Implement gradient descent with momentum and test it's performance for different learning rate and momentum values.


In [ ]:
w = np.array([1,0,0,0,0,0], dtype=tf.float32)

alpha = 0 # learning rate
mu    = 0 # momentum

n_iter = 50
batch_size = 4
loss = np.zeros(n_iter)
plt.figure(figsize=(12,5))
with tf.Session() as sess:
    for i in range(n_iter):
        ind = random.sample(range(X.shape[0]), batch_size)
        loss[i] sess.run(#
        visualize(X[ind,:], y[ind], w, loss, n_iter)

        w = sess.run(#)

visualize(X, y, w, loss, n_iter)
plt.clf()

Same task but for Nesterov's accelerated gradient:


In [ ]:
w = np.array([1,0,0,0,0,0], dtype=tf.float32)

alpha = 0 # learning rate
mu    = 0 # momentum

n_iter = 50
batch_size = 4
loss = np.zeros(n_iter)
plt.figure(figsize=(12,5))
with tf.Session() as sess:
    for i in range(n_iter):
        ind = random.sample(range(X.shape[0]), batch_size)
        loss[i] sess.run(#
        visualize(X[ind,:], y[ind], w, loss, n_iter)

        w = sess.run(#)

visualize(X, y, w, loss, n_iter)
plt.clf()

Same task but for AdaGrad:


In [ ]:
w = np.array([1,0,0,0,0,0], dtype=tf.float32)

alpha = 0 # learning rate
mu    = 0 # momentum
eps = 1e-8  # A small constant for numerical stability

n_iter = 50
batch_size = 4
loss = np.zeros(n_iter)
plt.figure(figsize=(12,5))
with tf.Session() as sess:
    for i in range(n_iter):
        ind = random.sample(range(X.shape[0]), batch_size)
        loss[i] sess.run(#
        visualize(X[ind,:], y[ind], w, loss, n_iter)

        w = sess.run(#)

visualize(X, y, w, loss, n_iter)
plt.clf()

Same task but for AdaDelta:


In [ ]:
w = np.array([1,0,0,0,0,0], dtype=tf.float32)

alpha = 0 # learning rate
beta = 0
mu    = 0 # momentum
eps = 1e-8  # A small constant for numerical stability

n_iter = 50
batch_size = 4
loss = np.zeros(n_iter)
plt.figure(figsize=(12,5))
with tf.Session() as sess:
    for i in range(n_iter):
        ind = random.sample(range(X.shape[0]), batch_size)
        loss[i] sess.run(#
        visualize(X[ind,:], y[ind], w, loss, n_iter)

        w = sess.run(#)

visualize(X, y, w, loss, n_iter)
plt.clf()

Same task for Adam algorithm.
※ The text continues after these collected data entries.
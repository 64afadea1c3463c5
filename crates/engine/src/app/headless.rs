use tracing::debug;

use super::engine::{Engine, TickOutcome};
use super::metrics::{FrameStats, FrameStatsAccumulator};
use super::rendering::RecordingSurface;

pub const DEFAULT_HEADLESS_FRAME_MS: f64 = 1000.0 / 60.0;

/// Drives an engine without a window, feeding it evenly spaced synthetic
/// timestamps and a recording surface.
#[derive(Debug)]
pub struct HeadlessDriver {
    frame_ms: f64,
    now_ms: f64,
    surface: RecordingSurface,
    stats: FrameStatsAccumulator,
}

impl HeadlessDriver {
    pub fn new(frame_ms: f64, surface_size: (u32, u32)) -> Self {
        let frame_ms = if frame_ms.is_finite() && frame_ms > 0.0 {
            frame_ms
        } else {
            DEFAULT_HEADLESS_FRAME_MS
        };
        Self {
            frame_ms,
            now_ms: 0.0,
            surface: RecordingSurface::new(surface_size.0, surface_size.1),
            stats: FrameStatsAccumulator::new(1000.0),
        }
    }

    pub fn now_ms(&self) -> f64 {
        self.now_ms
    }

    pub fn frame_ms(&self) -> f64 {
        self.frame_ms
    }

    /// Draw calls of the most recent frame.
    pub fn surface(&self) -> &RecordingSurface {
        &self.surface
    }

    pub fn last_stats(&self) -> Option<FrameStats> {
        self.stats.last()
    }

    /// Moves the synthetic clock without ticking, as if the host stalled.
    pub fn advance(&mut self, ms: f64) {
        if ms.is_finite() && ms > 0.0 {
            self.now_ms += ms;
        }
    }

    pub fn step(&mut self, engine: &mut Engine) -> TickOutcome {
        self.now_ms += self.frame_ms;
        self.surface.take_commands();
        let was_running = engine.is_running();
        let outcome = engine.tick(self.now_ms, &mut self.surface);
        if was_running {
            self.stats.record_frame(self.now_ms, self.frame_ms);
            if let Some(stats) = self.stats.maybe_snapshot(self.now_ms) {
                debug!(fps = stats.fps, frames = stats.frames, "headless_metrics");
            }
        }
        outcome
    }

    /// Ticks up to `frames` times, stopping early once the engine halts.
    /// Returns how many ticks reported `Continue`.
    pub fn run_frames(&mut self, engine: &mut Engine, frames: u32) -> u32 {
        let mut continued = 0;
        for _ in 0..frames {
            if self.step(engine) == TickOutcome::Halted {
                break;
            }
            continued += 1;
        }
        continued
    }
}

#[cfg(test)]
mod tests {
    use super::*;
    use crate::app::{Command, EngineConfig, Event};

    #[test]
    fn stopped_engine_halts_immediately() {
        let mut engine = Engine::default();
        let mut driver = HeadlessDriver::new(16.0, (320, 180));

        assert_eq!(driver.run_frames(&mut engine, 10), 0);
        assert!(driver.surface().commands().is_empty());
    }

    #[test]
    fn running_engine_advances_by_frame_interval() {
        let mut engine = Engine::new(EngineConfig::default());
        let mut driver = HeadlessDriver::new(20.0, (320, 180));
        engine.start(driver.now_ms());

        assert_eq!(driver.run_frames(&mut engine, 5), 5);
        assert_eq!(engine.frame_count(), 5);
        assert!((engine.clock_ms() - 100.0).abs() < 1e-9);
        assert!(!driver.surface().commands().is_empty());
    }

    #[test]
    fn stop_from_handler_ends_run_early() {
        let mut engine = Engine::default();
        engine.subscribe("halt", |_, commands| commands.push(Command::Stop));
        let mut driver = HeadlessDriver::new(16.0, (320, 180));
        engine.start(0.0);
        assert_eq!(driver.run_frames(&mut engine, 2), 2);

        engine.publish("halt", Event::SceneChanged("x".into()));

        assert_eq!(driver.run_frames(&mut engine, 10), 0);
        assert!(!engine.is_running());
    }

    #[test]
    fn invalid_frame_interval_uses_default() {
        let driver = HeadlessDriver::new(f64::NAN, (1, 1));
        assert_eq!(driver.frame_ms(), DEFAULT_HEADLESS_FRAME_MS);
    }
}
You can start with beta = 0.9 and mu = 0.999


In [ ]:
w = np.array([1,0,0,0,0,0], dtype=tf.float32)

alpha = 0 # learning rate
beta = 0  # (beta1 coefficient in original paper) exponential decay rate for the 1st moment estimates
mu   = 0  # (beta2 coefficient in original paper) exponential decay rate for the 2nd moment estimates
eps = 1e-8  # A small constant for numerical stability

n_iter = 50
batch_size = 4
loss = np.zeros(n_iter)
plt.figure(figsize=(12,5))
with tf.Session() as sess:
    for i in range(n_iter):
        ind = random.sample(range(X.shape[0]), batch_size)
        loss[i] sess.run(#
        visualize(X[ind,:], y[ind], w, loss, n_iter)

        w = sess.run(#)

visualize(X, y, w, loss, n_iter)
plt.clf()